4) Jauhi menghabiskan waktu dengan menonton sinetron yg isinya banyak memamerkan aurot wanita dan melalaikan dari akhirat. Demikian juga ngabisin waktu dengan main game dan semisalnya yg tdk bermanfaat.

5) Jauhi ngabuburit apalagi di jalanan sehingga pandangan tak bisa terjaga.
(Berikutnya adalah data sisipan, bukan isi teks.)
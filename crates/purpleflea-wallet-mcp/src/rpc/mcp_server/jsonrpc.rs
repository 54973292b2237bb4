use crate::errors::ToolError;
use serde::{Deserialize, Serialize};
use serde_json::{json, Value};

#[derive(Debug, Clone, Serialize, Deserialize)]
pub struct JsonRpcError {
    code: i64,
    message: String,
    #[serde(skip_serializing_if = "Value::is_null", default)]
    data: Value,
}

#[derive(Debug, Clone, Serialize, Deserialize)]
pub struct JsonRpcResponse {
    pub jsonrpc: String,
    pub id: Value,
    #[serde(skip_serializing_if = "Option::is_none")]
    pub result: Option<Value>,
    #[serde(skip_serializing_if = "Option::is_none")]
    pub error: Option<JsonRpcError>,
}

pub fn ok(id: Value, result: Value) -> JsonRpcResponse {
    JsonRpcResponse {
        jsonrpc: "2.0".into(),
        id,
        result: Some(result),
        error: None,
    }
}

pub fn err(id: Value, code: i64, message: impl Into<String>) -> JsonRpcResponse {
    JsonRpcResponse {
        jsonrpc: "2.0".into(),
        id,
        result: None,
        error: Some(JsonRpcError {
            code,
            message: message.into(),
            data: Value::Null,
        }),
    }
}

fn text_result(text: String, is_error: bool) -> Value {
    json!({
      "content": [{ "type": "text", "text": text }],
      "isError": is_error
    })
}

/// Successful tool output: the backend payload, pretty-printed, as a single text block.
pub fn tool_ok(payload: &Value) -> Value {
    let text = serde_json::to_string_pretty(payload).unwrap_or_else(|_e| payload.to_string());
    text_result(text, false)
}

/// Failed tool output: the error message as plain text, flagged with `isError`.
pub fn tool_err(tool_error: ToolError) -> Value {
    text_result(tool_error.message, true)
}
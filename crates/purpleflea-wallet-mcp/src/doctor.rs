use crate::{
    api::parse_base_url,
    config::{apply_env_overrides, BaseUrlSource, ConfigStore, WalletMcpConfig, BASE_URL_ENV},
    paths::{WalletMcpPaths, CONFIG_DIR_ENV, DATA_DIR_ENV},
    rpc::mcp_server::all_tools,
};
use eyre::Context as _;
use serde_json::json;
use std::path::PathBuf;

fn env_opt(key: &str) -> Option<String> {
    std::env::var(key)
        .ok()
        .map(|s| s.trim().to_owned())
        .filter(|s| !s.is_empty())
}

struct PathsReport {
    config_dir: PathBuf,
    data_dir: PathBuf,
    log_file: PathBuf,
}

struct ConfigReport {
    path: PathBuf,
    exists: bool,
    parse_ok: bool,
    error: Option<String>,
}

struct ApiReport {
    base_url: String,
    source: BaseUrlSource,
    valid: bool,
    error: Option<String>,
    timeout_seconds: u64,
}

struct DoctorReport {
    version: &'static str,
    paths: PathsReport,
    config: ConfigReport,
    api: ApiReport,
    tools: Vec<&'static str>,
    env: serde_json::Value,
}

fn collect_with_env(
    paths: &WalletMcpPaths,
    lookup: impl Fn(&str) -> Option<String>,
) -> DoctorReport {
    let store = ConfigStore::new(paths);
    let config_path = store.path().to_path_buf();
    let config_exists = config_path.exists();

    // A broken config file still gets a report; fall back to defaults for the api section.
    let (cfg, config_err) = match store.load_with_env(&lookup) {
        Ok(cfg) => (cfg, None),
        Err(e) => {
            let mut cfg = WalletMcpConfig::default();
            apply_env_overrides(&mut cfg, &lookup);
            (cfg, Some(format!("{e:#}")))
        }
    };

    let url_err = parse_base_url(&cfg.api.base_url).err().map(|e| e.to_string());

    let env = json!({
      BASE_URL_ENV: lookup(BASE_URL_ENV),
      CONFIG_DIR_ENV: lookup(CONFIG_DIR_ENV),
      DATA_DIR_ENV: lookup(DATA_DIR_ENV),
      "RUST_LOG": lookup("RUST_LOG"),
    });

    DoctorReport {
        version: env!("CARGO_PKG_VERSION"),
        paths: PathsReport {
            config_dir: paths.config_dir.clone(),
            data_dir: paths.data_dir.clone(),
            log_file: paths.log_file.clone(),
        },
        config: ConfigReport {
            path: config_path,
            exists: config_exists,
            parse_ok: config_err.is_none(),
            error: config_err,
        },
        api: ApiReport {
            valid: url_err.is_none(),
            error: url_err,
            source: cfg.base_url_source,
            timeout_seconds: cfg.api.timeout_seconds,
            base_url: cfg.api.base_url,
        },
        tools: all_tools().map(|t| t.name).collect(),
        env,
    }
}

fn print_json(out: &mut impl std::io::Write, r: &DoctorReport) -> eyre::Result<()> {
    let s = serde_json::to_string_pretty(&json!({
      "ok": r.config.parse_ok && r.api.valid,
      "version": r.version,
      "paths": {
        "config_dir": r.paths.config_dir,
        "data_dir": r.paths.data_dir,
        "log_file": r.paths.log_file,
      },
      "config": {
        "path": r.config.path,
        "exists": r.config.exists,
        "parse_ok": r.config.parse_ok,
        "error": r.config.error,
      },
      "api": {
        "base_url": r.api.base_url,
        "source": r.api.source,
        "valid": r.api.valid,
        "error": r.api.error,
        "timeout_seconds": r.api.timeout_seconds,
      },
      "tools": {
        "count": r.tools.len(),
        "names": r.tools,
      },
      "env": r.env,
      "hints": [
        "Point your agent's MCP config at: purpleflea-wallet-mcp mcp",
        "Set WALLET_API_URL (or [api].base_url in config.toml) to use a different backend.",
        "Credentials (service_key, api_key) are passed per tool call and never stored.",
      ]
    }))
    .context("serialize doctor json")?;
    writeln!(out, "{s}").context("write doctor json")?;
    Ok(())
}

fn print_human(out: &mut impl std::io::Write, r: &DoctorReport) -> eyre::Result<()> {
    writeln!(out, "Purple Flea Wallet MCP doctor (v{})", r.version).context("write header")?;
    writeln!(out).context("write newline")?;

    writeln!(out, "Paths:").context("write paths header")?;
    writeln!(out, "  config_dir: {}", r.paths.config_dir.display()).context("write paths")?;
    writeln!(out, "  data_dir:   {}", r.paths.data_dir.display()).context("write paths")?;
    writeln!(out, "  log_file:   {}", r.paths.log_file.display()).context("write paths")?;
    writeln!(out).context("write newline")?;

    writeln!(out, "Config:").context("write config header")?;
    writeln!(out, "  config.toml: {}", r.config.path.display()).context("write config")?;
    if !r.config.exists {
        writeln!(out, "  status: missing (defaults apply)").context("write config")?;
    } else if r.config.parse_ok {
        writeln!(out, "  status: ok").context("write config")?;
    } else {
        writeln!(out, "  status: invalid").context("write config")?;
        if let Some(e) = &r.config.error {
            let first = e.lines().next().unwrap_or("parse error");
            writeln!(out, "  error: {first}").context("write config")?;
        }
    }
    writeln!(out).context("write newline")?;

    writeln!(out, "Wallet API:").context("write api header")?;
    writeln!(out, "  base_url: {} ({:?})", r.api.base_url, r.api.source).context("write api")?;
    writeln!(out, "  timeout:  {}s", r.api.timeout_seconds).context("write api")?;
    match &r.api.error {
        None => writeln!(out, "  status: ok").context("write api")?,
        Some(e) => writeln!(out, "  status: invalid ({e})").context("write api")?,
    }
    writeln!(out).context("write newline")?;

    writeln!(out, "Tools ({}):", r.tools.len()).context("write tools header")?;
    writeln!(out, "  {}", r.tools.join(", ")).context("write tools")?;
    writeln!(out).context("write newline")?;

    writeln!(out, "Env:").context("write env header")?;
    for key in [BASE_URL_ENV, CONFIG_DIR_ENV, DATA_DIR_ENV, "RUST_LOG"] {
        writeln!(
            out,
            "  {key}: {:?}",
            r.env.get(key).and_then(serde_json::Value::as_str)
        )
        .context("write env")?;
    }
    Ok(())
}

pub fn run(as_json: bool) -> eyre::Result<()> {
    let paths = WalletMcpPaths::discover()?;
    let report = collect_with_env(&paths, env_opt);
    let mut out = std::io::stdout().lock();
    if as_json {
        print_json(&mut out, &report)?;
    } else {
        print_human(&mut out, &report)?;
    }
    Ok(())
}
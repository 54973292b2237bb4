use std::time::Duration;
use thiserror::Error;

/// A tool failure returned to the MCP client.
///
/// Only `message` reaches the client; `code` is for logs.
#[derive(Debug, Clone, PartialEq, Eq)]
pub struct ToolError {
    pub code: &'static str,
    pub message: String,
}

impl ToolError {
    pub fn new(code: &'static str, message: impl Into<String>) -> Self {
        Self {
            code,
            message: message.into(),
        }
    }
}

/// Failure of a single outbound exchange with the wallet backend.
#[derive(Debug, Error, Clone, PartialEq, Eq)]
pub enum ApiError {
    /// The backend answered with a non-2xx status.
    #[error("API {status}: {message}")]
    Http { status: u16, message: String },

    #[error("request timed out after {}s", .after.as_secs())]
    Timeout { after: Duration },

    #[error("transport error: {0}")]
    Transport(String),

    #[error("backend returned a non-JSON body (status {status})")]
    InvalidBody { status: u16 },

    #[error("invalid request url: {0}")]
    InvalidUrl(String),
}

impl ApiError {
    pub const fn status(&self) -> Option<u16> {
        match self {
            Self::Http { status, .. } => Some(*status),
            Self::Timeout { .. }
            | Self::Transport(_)
            | Self::InvalidBody { .. }
            | Self::InvalidUrl(_) => None,
        }
    }
}

/// Tool arguments rejected by the declared input schema.
#[derive(Debug, Error, Clone, PartialEq, Eq)]
pub enum ArgsError {
    #[error("arguments must be a JSON object")]
    NotAnObject,

    #[error("missing required parameter: {0}")]
    Missing(&'static str),

    #[error("parameter {name} must be a {expected}")]
    WrongType {
        name: &'static str,
        expected: &'static str,
    },

    #[error("unexpected parameter: {0}")]
    Unexpected(String),
}

impl From<ApiError> for ToolError {
    fn from(e: ApiError) -> Self {
        let code = match &e {
            ApiError::Http { .. } => "backend_error",
            ApiError::Timeout { .. } => "timeout",
            ApiError::Transport(_) => "transport_error",
            ApiError::InvalidBody { .. } => "invalid_response",
            ApiError::InvalidUrl(_) => "invalid_request",
        };
        Self::new(code, e.to_string())
    }
}

impl From<ArgsError> for ToolError {
    fn from(e: ArgsError) -> Self {
        Self::new("invalid_arguments", e.to_string())
    }
}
6) Kurangi ngobrol dengan makhluk, banyakan porsi untuk membaca perkataan Rabb mu.
Kebanyakan ngobrol dengan makhluk akan mengeraskan hati, adapun membaca firman Kholiq akan melembutkan dan membahagiakan hati. Jangan sampai anda menutup al-Qur’an karena bosan dengan firman Allah demi mendengar perkataan dan ngobrol dengan makhluk.

7) Perhatian terhadap dapur penting, tapi bukan yg terpenting, jangan sampai waktu terlalu banyak tersita untuk dapur sementara kehabisan waktu untuk ngaji al-Qur’an.

8) Semangat beribadah tatkala Ramadhan tapi hati-hati jangan sampai terjerumus dalam riya’ dan ujub karena menulis ibadah di status BB, FB, atau WA.

Contoh (Alhamdulillah sudah khatam Qur’an 5 kali), atau (Sedang i’tikaf mohon jangan mengganggu), atau (Alhamdulillah sempat menyantuni anak yatim di bulan mulia ini), dll.

Meskipun menyiarkan ibadah tidaklah haram, tetapi menutup pintu-pintu riya’ dan ujub lebih baik, kecuali untuk memotivasi.

9) I’tikaf adalah sarana untuk mendekatkan diri kepada Allah, bukan ajang untuk ngobrol ngalur ngidul. Jangan sampai warung kopi pindah ke dalam mesjid dengan dalih i’tikaf.

10) Menjelang lebaran, di 10 malam terakhir jangan lupa mengejar lailatul qodar, jangan sampai waktu mencarinya kebanyakannya di mall atau di jalanan.

Semoga Allah memudahkan kita semua mendapatkan ampunanNya di bulan yg mulia ini. Aamiin yaa Robbal ‘aalamiin.